WHAT THIS TASK INVOLVES:
Write out the data in full, exactly as shown.
___ DATA TO EXAMINE ___
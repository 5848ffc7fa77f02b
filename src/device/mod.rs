//! Абстракция вычислительного устройства
//!
//! Оркестратор пересылок работает с любым устройством через [`Device`]:
//! настоящим OpenCL устройством ([`crate::opencl::ClDevice`]) или
//! эмулятором сетки на хосте ([`HostDevice`]). Все операции синхронные
//! и выполняются строго в порядке вызова.

pub mod geometry;
pub mod host;

use crate::error::DeviceError;
use crate::matrix::kernels::MultiplyDims;
use crate::matrix::Element;
use geometry::LaunchGeometry;
use serde::Serialize;
use std::fmt;

pub use geometry::{Dim2, WorkerId};
pub use host::HostDevice;

/// Описание устройства, запрашивается один раз при открытии
#[derive(Debug, Clone, PartialEq, Serialize)]
pub struct DeviceInfo {
    pub name: String,
    pub vendor: String,
    pub backend: &'static str,
    pub compute_units: u32,
    pub max_work_group_size: usize,
    pub global_mem_bytes: u64,
}

impl fmt::Display for DeviceInfo {
    fn fmt(&self, f: &mut fmt::Formatter<'_>) -> fmt::Result {
        write!(
            f,
            "{} ({}, {}): {} вычислительных блоков, рабочая группа до {}, память {} МиБ",
            self.name,
            self.vendor,
            self.backend,
            self.compute_units,
            self.max_work_group_size,
            self.global_mem_bytes / (1024 * 1024)
        )
    }
}

/// Устройство с собственной памятью и ядрами умножения и транспонирования
///
/// Буфер устройства освобождается при выходе из области видимости,
/// поэтому освобождение не зависит от того, как закончился запуск.
pub trait Device {
    /// Буфер в памяти устройства на `len` элементов типа `T`
    type Buffer<T: Element>;

    fn info(&self) -> &DeviceInfo;

    /// Выделяет буфер; содержимое до первой записи не определено
    fn alloc<T: Element>(&self, len: usize) -> Result<Self::Buffer<T>, DeviceError>;

    /// Копирование хост → устройство, блокирующее
    fn write<T: Element>(&self, buffer: &mut Self::Buffer<T>, src: &[T]) -> Result<(), DeviceError>;

    /// Копирование устройство → хост, блокирующее; дожидается завершения ядра
    fn read<T: Element>(&self, buffer: &Self::Buffer<T>, dst: &mut [T]) -> Result<(), DeviceError>;

    /// Запускает ядро умножения `out = a * b`
    fn launch_multiply<T: Element>(
        &self,
        geometry: &LaunchGeometry,
        out: &mut Self::Buffer<T>,
        a: &Self::Buffer<T>,
        b: &Self::Buffer<T>,
        dims: MultiplyDims,
    ) -> Result<(), DeviceError>;

    /// Запускает ядро транспонирования квадратной матрицы `width x width`
    fn launch_transpose<T: Element>(
        &self,
        geometry: &LaunchGeometry,
        out: &mut Self::Buffer<T>,
        input: &Self::Buffer<T>,
        width: usize,
    ) -> Result<(), DeviceError>;
}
___
RESPONSE:
repository 5848ffc7fa77f02b
filename src/device/mod.rs
//! Абстракция вычислительного устройства
//!
//! Оркестратор пересылок работает с любым устройством через [`Device`]:
//! настоящим OpenCL устройством ([`crate::opencl::ClDevice`]) или
//! эмулятором сетки на хосте ([`HostDevice`]). Все операции синхронные
//! и выполняются строго в порядке вызова.

pub mod geometry;
pub mod host;

use crate::error::DeviceError;
use crate::matrix::kernels::MultiplyDims;
use crate::matrix::Element;
use geometry::LaunchGeometry;
use serde::Serialize;
use std::fmt;

pub use geometry::{Dim2, WorkerId};
pub use host::HostDevice;

/// Описание устройства, запрашивается один раз при открытии
#[derive(Debug, Clone, PartialEq, Serialize)]
pub struct DeviceInfo {
    pub name: String,
    pub vendor: String,
    pub backend: &'static str,
    pub compute_units: u32,
    pub max_work_group_size: usize,
    pub global_mem_bytes: u64,
}

impl fmt::Display for DeviceInfo {
    fn fmt(&self, f: &mut fmt::Formatter<'_>) -> fmt::Result {
        write!(
            f,
            "{} ({}, {}): {} вычислительных блоков, рабочая группа до {}, память {} МиБ",
            self.name,
            self.vendor,
            self.backend,
            self.compute_units,
            self.max_work_group_size,
            self.global_mem_bytes / (1024 * 1024)
        )
    }
}

/// Устройство с собственной памятью и ядрами умножения и транспонирования
///
/// Буфер устройства освобождается при выходе из области видимости,
/// поэтому освобождение не зависит от того, как закончился запуск.
pub trait Device {
    /// Буфер в памяти устройства на `len` элементов типа `T`
    type Buffer<T: Element>;

    fn info(&self) -> &DeviceInfo;

    /// Выделяет буфер; содержимое до первой записи не определено
    fn alloc<T: Element>(&self, len: usize) -> Result<Self::Buffer<T>, DeviceError>;

    /// Копирование хост → устройство, блокирующее
    fn write<T: Element>(&self, buffer: &mut Self::Buffer<T>, src: &[T]) -> Result<(), DeviceError>;

    /// Копирование устройство → хост, блокирующее; дожидается завершения ядра
    fn read<T: Element>(&self, buffer: &Self::Buffer<T>, dst: &mut [T]) -> Result<(), DeviceError>;

    /// Запускает ядро умножения `out = a * b`
    fn launch_multiply<T: Element>(
        &self,
        geometry: &LaunchGeometry,
        out: &mut Self::Buffer<T>,
        a: &Self::Buffer<T>,
        b: &Self::Buffer<T>,
        dims: MultiplyDims,
    ) -> Result<(), DeviceError>;

    /// Запускает ядро транспонирования квадратной матрицы `width x width`
    fn launch_transpose<T: Element>(
        &self,
        geometry: &LaunchGeometry,
        out: &mut Self::Buffer<T>,
        input: &Self::Buffer<T>,
        width: usize,
    ) -> Result<(), DeviceError>;
}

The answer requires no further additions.